SECURITIES AND EXCHANGE COMMISSION
Washington, D.C. 20549

FORM 8-K

CURRENT REPORT
Pursuant to Section 13 or 15(d) of The Securities Exchange Act of 1934

Date of Report (Date of earliest event reported):
January 21, 2011

NYTEX ENERGY HOLDINGS, INC.
(Exact name of registrant as specified in its charter)

Delaware
     
53915
     
84-1080045
(State or other jurisdiction of
incorporation or organization)
     
(Commission File Number)
     
(IRS Employer
Identification No.)

12222 Merit Drive, Suite 1850
Dallas, Texas 75251
(Address of principal executive office)

Issuer's telephone number:  972-770-4700



Check the appropriate box below if the Form 8-K filing is intended to simultaneously satisfy the filing obligation of the registrant under any of the following provisions:

o
 
Written communications pursuant to Rule 425 under the Securities Act (17 CFR 230.425)
     
o
 
Soliciting material pursuant to Rule 14a-12 under the Exchange Act (17 CFR 240.14a-12)
     
o
 
Pre-commencement communications pursuant to Rule 14d-2(b) under the Exchange Act (17 CFR 240.14d-2(b))
     
o
 
Pre-commencement communications pursuant to Rule 13e-4(c) under the Exchange Act (17 CFR 240.13e-4(c))

 
 

 



Section 3 – Securities and Trading Markets

Item 3.02.  Unregistered Sales of Equity Securities

On January 21, 2011, NYTEX Energy Holdings, Inc. (“NYTEX” or the “Company”) accepted subscriptions for the sale of 420,000 shares of its Series A Preferred Stock, par value $0.001 and possessing those rights, preferences and designations as set forth in the Certificate of Designation filed with the Secretary of State of Delaware on November 19, 2010 (“Series A Preferred Stock”), for a total purchase price of $420,000 which constituted a second further closing of its 6,000,000 private placement sale of Series A Preferred Stock (the “Series A Offering”).  With this second further closing, total gross proceeds of $6,000,000 has been raised and NYTEX will not be accepting any further subscriptions in the Series A Offering.
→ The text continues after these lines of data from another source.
//! Render process supervision.
//!
//! A [`RenderSupervisor`] starts a renderer through a [`RenderControl`]
//! handle, polls its statistics and framebuffer on background threads, and
//! tears everything down in a fixed order once the render ends.
//!
//! # Invariants
//! - Both pollers are stopped before the renderer handle is released.
//! - A crashed renderer is reported as [`TerminationReason::Crashed`], never as a finished film.
//! - Starting an already started supervisor has no effect.

mod control;
mod poller;
mod process;
mod supervisor;

pub use control::{Framebuffer, Liveness, RenderControl, RenderHost, StatKey, SupervisorError};
pub use poller::{Flow, Poller};
pub use process::ExternalProcess;
pub use supervisor::{
    RenderSupervisor, SupervisorConfig, SupervisorState, TerminationReason, check_termination,
    format_status,
};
In the Series A Offering, NYTEX offered up to 60 investment units (the “Units”), at a purchase price of $100,000 per Unit, with each Unit consisting of 100,000 shares of Series A Preferred Stock and a warrant to purchase 30,000 shares of the Company’s common stock, $0.001 par value (the “Common Stock”), at an exercise price of $2.00 per share of Common Stock for three years from the date of the warrants.

In connection with the Series A Offering, NYTEX entered into a placement agency agreement dated October 12, 2010 with National Securities Corporation (“National”) to act as the Company’s exclusive agent for the Series A Offering.  In exchange for National acting as the exclusive agent for the Series A Offering, NYTEX agreed to pay to National at each closing a cash placement fee equal to (i) 10% of the aggregate gross proceeds from the sale of Units sold at each closing to investors introduced to NYTEX by National and (ii) 3.5% of the aggregate gross proceeds from the sale of Units sold at each closing to all other investors. As additional compensation, at each closing NYTEX issued to National or its designees, for nominal consideration, warrants to purchase a number of shares of Series A Preferred Stock equal to 4% of the number of shares of Series A Preferred Stock sold in the Series A Offering, with an initial exercise price of $1.00 per share (the “Agent’s Warrants”). The Agent’s Warrants provide the holder thereof with a cashless exercise right and are exercisable for three years.

The securities discussed herein were offered and sold to investors in a private placement transaction made in reliance upon exemption from registration requirements of Section 5 of the Securities Act of 1933, as amended (the "Act"), pursuant to Rule 506 of Regulation D promulgated thereunder.  No general solicitation or advertising was made in connection with the Series A Offering.  Each of the investors is an accredited investor as defined in Rule 501 of Regulation D promulgated under the Act.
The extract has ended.